Perhaps, therefore, the most accurate thing to say is that Francis offers a postmodern reading of Gaudium et Spes and Vatican II’s desire to be open to the modern world. He seems to propose to link the Catholic Church with a pessimistic post-humanist Western sentiment rather than the older, confident humanism.

There may be a strange genius in this. For more than two hundred years Catholicism has resisted a self-sufficient humanism confident in the triumph of reason and science. Now there are powerful forces in the West that regard the modern project of the West as a failure, and the worst-case accounts of global warming encourage us to draw this conclusion. Thus the encyclical’s apparent focus, which is quickly superseded by a wholesale critique of every aspect of the current global system. Francis encourages the humiliation of modernity and the West, seeing in its failure the seeds of repentance and return to God.

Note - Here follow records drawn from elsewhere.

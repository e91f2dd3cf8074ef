//! Mapping cache keys to directory names

use e14z_hash::Hash;

const HASH_SUFFIX_LEN: usize = 12;

/// `<safe-name>@<safe-version>-<short hash>`
///
/// Sanitising alone can collide (`@a/b` and `_a_b`), so the hash of the
/// raw key is appended.
pub(crate) fn dir_name(name: &str, version: &str) -> String {
    let digest = Hash::from_parts(&[name.as_bytes(), version.as_bytes()]);
    format!(
        "{}@{}-{}",
        safe_component(name),
        safe_component(version),
        digest.short_hex(HASH_SUFFIX_LEN)
    )
}

/// Key used for locks and leases
pub(crate) fn lock_key(name: &str, version: &str) -> String {
    format!("{name}@{version}")
}

fn safe_component(raw: &str) -> String {
    let cleaned: String = raw
        .chars()
        .map(|c| {
            if c.is_ascii_alphanumeric() || matches!(c, '.' | '_' | '-') {
                c
            } else {
                '_'
            }
        })
        .collect();
    let trimmed = cleaned.trim_start_matches('.');
    if trimmed.is_empty() {
        "_".to_string()
    } else {
        trimmed.to_string()
    }
}

#[cfg(test)]
mod tests {
    use super::*;

    #[test]
    fn test_scoped_names_are_flattened() {
        let dir = dir_name("@modelcontextprotocol/server-time", "1.0.0");
        assert!(dir.starts_with("_modelcontextprotocol_server-time@1.0.0-"));
        assert!(!dir.contains('/'));
    }

    #[test]
    fn test_sanitised_collisions_stay_distinct() {
        assert_ne!(dir_name("@a/b", "1"), dir_name("_a_b", "1"));
        assert_ne!(dir_name("a", "1"), dir_name("a", "2"));
    }

    #[test]
    fn test_dot_segments_neutralised() {
        let dir = dir_name("..", "..");
        assert!(!dir.starts_with('.'));
        assert!(!dir.contains('/'));
    }
}
//! `git clone [flags] <url> [dir] [-b|--branch <branch>]`

use crate::validate::{is_safe_token, validate_name};
use e14z_errors::ParseError;
use e14z_types::{PackageDescriptor, Registry, LATEST};

const VALUE_FLAGS: &[&str] = &["--depth", "--origin", "-o", "--filter"];

pub(crate) fn parse_git(args: &[String], raw: &str) -> Result<PackageDescriptor, ParseError> {
    let Some((sub, rest)) = args.split_first() else {
        return Err(unknown(raw));
    };
    if sub != "clone" {
        return Err(unknown(raw));
    }

    let mut url: Option<&str> = None;
    let mut branch: Option<&str> = None;
    let mut iter = rest.iter();
    while let Some(arg) = iter.next() {
        match arg.as_str() {
            "-b" | "--branch" => {
                let value = iter.next().ok_or_else(|| ParseError::MissingArgument {
                    what: "branch name".to_string(),
                })?;
                branch = Some(value);
            }
            flag if flag.starts_with("--branch=") => {
                branch = Some(&flag["--branch=".len()..]);
            }
            flag if VALUE_FLAGS.contains(&flag) => {
                iter.next();
            }
            flag if flag.starts_with('-') => {}
            value if url.is_none() => url = Some(value),
            // target directory; the cache decides where the clone lands
            _ => {}
        }
    }

    let url = url.ok_or_else(|| ParseError::MissingArgument {
        what: "repository url".to_string(),
    })?;
    validate_url(url)?;

    let name = repo_name(url).ok_or_else(|| ParseError::InvalidUrl {
        url: url.to_string(),
    })?;
    validate_name(name, &[])?;

    let version = match branch {
        Some(b) if is_safe_token(b, &['/']) && !b.starts_with('-') => b,
        Some(b) => {
            return Err(ParseError::InvalidVersion {
                name: name.to_string(),
                version: b.to_string(),
            })
        }
        None => LATEST,
    };

    let mut descriptor = PackageDescriptor::new(Registry::Git, name, version);
    descriptor.repository_url = Some(url.to_string());
    descriptor.branch = branch.map(str::to_string);
    Ok(descriptor)
}

/// Accept network URLs only; local paths and `file://` are refused
fn validate_url(url: &str) -> Result<(), ParseError> {
    let invalid = || ParseError::InvalidUrl {
        url: url.to_string(),
    };

    let remainder = ["https://", "http://", "ssh://", "git://"]
        .iter()
        .find_map(|scheme| url.strip_prefix(scheme))
        .or_else(|| url.strip_prefix("git@"))
        .ok_or_else(invalid)?;

    let host = remainder
        .split(['/', ':'])
        .next()
        .filter(|h| !h.is_empty())
        .ok_or_else(invalid)?;
    let host = host.rsplit('@').next().unwrap_or(host);
    if !is_safe_token(host, &[]) || host.starts_with('-') {
        return Err(invalid());
    }
    if !is_safe_token(remainder, &['/', ':', '@', '~', '%']) {
        return Err(invalid());
    }
    Ok(())
}

fn repo_name(url: &str) -> Option<&str> {
    let trimmed = url.trim_end_matches('/');
    let last = trimmed.rsplit(['/', ':']).next()?;
    let name = last.strip_suffix(".git").unwrap_or(last);
    (!name.is_empty()).then_some(name)
}

fn unknown(raw: &str) -> ParseError {
    ParseError::UnknownGrammar {
        command: raw.to_string(),
    }
}

#[cfg(test)]
mod tests {
    use crate::parse;
    use e14z_errors::ParseError;
    use e14z_types::LATEST;

    #[test]
    fn test_https_clone() {
        let desc = parse("git clone https://github.com/acme/weather-server.git").unwrap();
        assert_eq!(desc.name, "weather-server");
        assert_eq!(desc.version, LATEST);
        assert_eq!(
            desc.repository_url.as_deref(),
            Some("https://github.com/acme/weather-server.git")
        );
        assert_eq!(desc.branch, None);
    }

    #[test]
    fn test_branch_flags() {
        let desc = parse("git clone --depth 1 -b release/v2 https://gitlab.com/x/tool").unwrap();
        assert_eq!(desc.name, "tool");
        assert_eq!(desc.branch.as_deref(), Some("release/v2"));
        assert_eq!(desc.version, "release/v2");

        let desc = parse("git clone git@github.com:acme/tool.git --branch main").unwrap();
        assert_eq!(desc.name, "tool");
        assert_eq!(desc.branch.as_deref(), Some("main"));
    }

    #[test]
    fn test_local_and_file_urls_rejected() {
        assert!(matches!(
            parse("git clone /etc/passwd"),
            Err(ParseError::InvalidUrl { .. })
        ));
        assert!(parse("git clone file:///home/user/repo").is_err());
        assert!(parse("git clone https://-oProxyCommand=x/repo").is_err());
    }

    #[test]
    fn test_missing_url() {
        assert!(matches!(
            parse("git clone --depth 1"),
            Err(ParseError::MissingArgument { .. })
        ));
        assert!(parse("git pull").is_err());
    }
}
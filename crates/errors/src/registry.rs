//! Registry collaborator error types

use std::borrow::Cow;

use crate::UserFacingError;
use thiserror::Error;

#[derive(Debug, Clone, Error)]
#[non_exhaustive]
pub enum RegistryError {
    #[error("package not found in registry: {slug}")]
    NotFound { slug: String },

    #[error("registry unavailable: {message}")]
    Unavailable { message: String },

    #[error("registry request for {slug} timed out after {timeout_ms}ms")]
    Timeout { slug: String, timeout_ms: u64 },

    #[error("invalid registry data for {slug}: {message}")]
    InvalidData { slug: String, message: String },

    #[error("no installation method {method} for {slug}")]
    MethodNotFound { slug: String, method: String },
}

impl UserFacingError for RegistryError {
    fn user_message(&self) -> Cow<'_, str> {
        Cow::Owned(self.to_string())
    }

    fn user_hint(&self) -> Option<&'static str> {
        match self {
            Self::NotFound { .. } => Some("Check the package slug and try again."),
            Self::Unavailable { .. } | Self::Timeout { .. } => {
                Some("Check network connectivity and retry.")
            }
            Self::InvalidData { .. } => Some("Report the package slug to the directory maintainers."),
            Self::MethodNotFound { .. } => Some("Omit --method to use the default install command."),
        }
    }

    fn is_retryable(&self) -> bool {
        matches!(self, Self::Unavailable { .. } | Self::Timeout { .. })
    }

    fn user_code(&self) -> Option<&'static str> {
        let code = match self {
            Self::NotFound { .. } => "registry.not_found",
            Self::Unavailable { .. } => "registry.unavailable",
            Self::Timeout { .. } => "registry.timeout",
            Self::InvalidData { .. } => "registry.invalid_data",
            Self::MethodNotFound { .. } => "registry.method_not_found",
        };
        Some(code)
    }
}
//! Fixed names that are not exposed through configuration

/// Directory under the platform config/cache dirs
pub const APP_DIR: &str = "e14z";

pub const CONFIG_FILE: &str = "config.toml";

/// Per-package metadata file, excluded from the content hash
pub const ENTRY_FILE: &str = ".e14z-entry.json";

/// Directory under the cache root holding transaction journals
pub const JOURNAL_DIR: &str = ".journal";

/// Fallback cache root when no platform cache dir exists
pub const FALLBACK_CACHE_ROOT: &str = "/tmp/e14z/packages";

pub const ENV_CACHE_DIR: &str = "E14Z_CACHE_DIR";
pub const ENV_TIMEOUT: &str = "E14Z_TIMEOUT";
pub const ENV_MAX_CONCURRENCY: &str = "E14Z_MAX_CONCURRENCY";
pub const ENV_MAX_RETRIES: &str = "E14Z_MAX_RETRIES";
pub const ENV_LOG: &str = "E14Z_LOG";

/// Commands a package may be launched through
pub const DEFAULT_ALLOWED_COMMANDS: &[&str] = &[
    "npx", "npm", "uvx", "node", "python", "python3", "pip", "docker", "git",
];

/// Host environment variables passed through to sandboxed children
pub const DEFAULT_ENV_PASSTHROUGH: &[&str] = &["PATH", "HOME", "LANG"];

Count me a skeptic. I prefer that approach of John Paul II and Benedict XVI. If global warming poses a dire threat to humanity—and it may—we will need all the moral strength, scientific integrity, economic vitality, and political legitimacy that Western modernity can muster. The same goes for the pressing problems of poverty and development. Instead of the voice of denunciation, we need the Church’s counsel and guidance. We all need to repent. But when it comes to pressing ethical problems, revolution is a dangerous game to play.

Obviously, I’m not with Reno on the need for the guidance of the Roman Catholic Church (readers may disagree!), but his broader point is subtle and very well made. The fact is that Francis is a pope who is profoundly at odds with not just (what we understand as) the West, but with the best of the West.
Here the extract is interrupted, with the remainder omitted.